Peavey is still the baseline staple of the American working musician when working with clean signals. But honestly (not cork sniffing) my taste evolved beyond Peavey Tech at an early age. Good stuff but if affordable it does not stack up to Marshall, Mesa, JBL, EV, Fender, Gibson etc... It damn well will get you the Sweet Home Alabama tone though, yehawwww!

Damn, I praised and ripped them all in one post. Well that pretty much sums up their line of gear to me. 

I should mention that I do find the 412 XXX Sheffield cabs to be an improvement over many celestion offerings. These are not the same Sheffields used in the 5150 or 6505 cabs. In fact I used XXX cabs on all of my first CD. Alas, the Marshall proprietary Vintage 30 loaded 1960BV is king. 

Thank you Peavey for all of the solid gear over the years.

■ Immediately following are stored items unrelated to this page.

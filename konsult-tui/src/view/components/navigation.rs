//! 顶部导航栏组件
//!
//! 宽屏：品牌 + 四个链接 + SV/EN 按钮（靠右）
//! 紧凑：品牌 + 菜单按钮，链接和语言按钮在展开的菜单里

use ratatui::{
    layout::Rect,
    style::{Modifier, Style},
    text::{Line, Span},
    widgets::{Block, Borders, Clear, Paragraph},
    Frame,
};
use unicode_width::UnicodeWidthStr;

use konsult_core::routes::nav_items;
use konsult_core::{Language, LanguageContext};

use crate::model::{App, NavTarget};
use crate::view::theme::{colors, Styles};

/// 渲染导航栏
pub fn render(app: &App, language: &LanguageContext, frame: &mut Frame, area: Rect) {
    let texts = language.texts();
    let focused = app.focus.is_navigation();

    let block = Block::default()
        .title(format!(" {} ", texts.site.brand))
        .title_style(Styles::heading())
        .borders(Borders::ALL)
        .border_style(Styles::border(focused));

    let inner = block.inner(area);
    frame.render_widget(block, area);

    let line = if app.compact {
        menu_button(app, language, focused)
    } else {
        link_row(app, language, focused, usize::from(inner.width))
    };

    frame.render_widget(Paragraph::new(line), inner);
}

/// 宽屏链接行
fn link_row(app: &App, language: &LanguageContext, focused: bool, width: usize) -> Line<'static> {
    let mut links = Vec::new();
    let mut used = 0;

    for item in nav_items(language) {
        let text = format!(" {} ", item.label);
        used += text.width() + 1;
        let selected = focused && cursor_on(app, NavTarget::Link(item.route));
        links.push(Span::styled(
            text,
            link_style(item.is_active(app.navigation.current_path()), selected),
        ));
        links.push(Span::raw(" "));
    }

    let buttons = language_buttons(app, language, focused);
    let buttons_width: usize = buttons.iter().map(|span| span.content.width()).sum();
    let padding = width.saturating_sub(used + buttons_width);

    links.push(Span::raw(" ".repeat(padding)));
    links.extend(buttons);
    Line::from(links)
}

/// 紧凑模式的菜单按钮
fn menu_button(app: &App, language: &LanguageContext, focused: bool) -> Line<'static> {
    let icon = if app.navigation.is_menu_open() { "✕" } else { "☰" };
    let style = if focused {
        Styles::selected()
    } else {
        Style::default().fg(colors().fg)
    };
    Line::from(Span::styled(
        format!(" {icon} {} ", language.texts().nav.menu),
        style,
    ))
}

/// 渲染展开的紧凑菜单（覆盖在页面区域上方）
pub fn render_menu(app: &App, language: &LanguageContext, frame: &mut Frame, area: Rect) {
    let mut lines: Vec<Line> = nav_items(language)
        .into_iter()
        .map(|item| {
            let selected = cursor_on(app, NavTarget::Link(item.route));
            let active = item.is_active(app.navigation.current_path());
            let prefix = if selected { "▶ " } else { "  " };
            Line::from(Span::styled(
                format!("{prefix}{}", item.label),
                link_style(active, selected),
            ))
        })
        .collect();

    let mut buttons = vec![Span::raw("  ")];
    buttons.extend(language_buttons(app, language, true));
    lines.push(Line::from(buttons));

    // 链接 + 语言行 + 上下边框
    let height = u16::try_from(lines.len() + 2)
        .unwrap_or(u16::MAX)
        .min(area.height);
    let menu_area = Rect::new(area.x, area.y, area.width, height);
    frame.render_widget(Clear, menu_area);

    let block = Block::default()
        .borders(Borders::ALL)
        .border_style(Styles::border(true));
    frame.render_widget(Paragraph::new(lines).block(block), menu_area);
}

/// SV / EN 按钮
fn language_buttons(app: &App, language: &LanguageContext, focused: bool) -> Vec<Span<'static>> {
    let c = colors();
    let current = language.language();

    let mut spans = Vec::new();
    for &lang in Language::all() {
        let selected = focused && cursor_on(app, NavTarget::Language(lang));
        let mut style = if lang == current {
            Style::default().bg(c.highlight).fg(c.selected_fg)
        } else {
            Style::default().fg(c.muted)
        };
        if selected {
            style = style.add_modifier(Modifier::REVERSED | Modifier::BOLD);
        }
        spans.push(Span::styled(format!(" {} ", lang.label()), style));
        spans.push(Span::raw(" "));
    }
    spans
}

fn cursor_on(app: &App, target: NavTarget) -> bool {
    app.nav_cursor.current() == Some(target)
}

/// 光标所在的链接加背景色
fn link_style(active: bool, selected: bool) -> Style {
    let style = Styles::link(active);
    if selected {
        style.bg(colors().selected_bg)
    } else {
        style
    }
}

Long winded opinionated rant over and out. David ♫


----------



## HeHasTheJazzHands

MartyStrat54 said:


> Jazz-Yes I am in error. The Rock Master preamp was not the same preamp in the Rock Master head. I should have realized that. The RM preamp has a lot more features.
> 
> The RM preamps go for $250 to $325 on EBAY when available.
> 
> The RM heads are rare due to limited production.



When you can find it, the RM is a really damn good preamp for a beginner's rack. Pretty versatile from what I've heard. 

Just in case anyone is interested. 

EDIT: Another reason I like the Rockmaster; SO MUCH VERSATILITY WITH THE FX LOOP!
I'm not joking, there's like 5 FX loops; 1 for all channels, 1 for the clean, 1 for the crunch, 1 for the ultra, and 1 for both the crunch and ultra channel.


----------



## Marshall Gibson

I frikkin love my JSX head ... loves it I tells ya!


----------



## MartyStrat54

Here's a mint RM head for $399.99

Peavey Rock Master Rockmaster 120 Watt Tube Head Rare | Peavey Guitar

Here's a beater on EBAY. (Note the wires sticking out of the face plate.)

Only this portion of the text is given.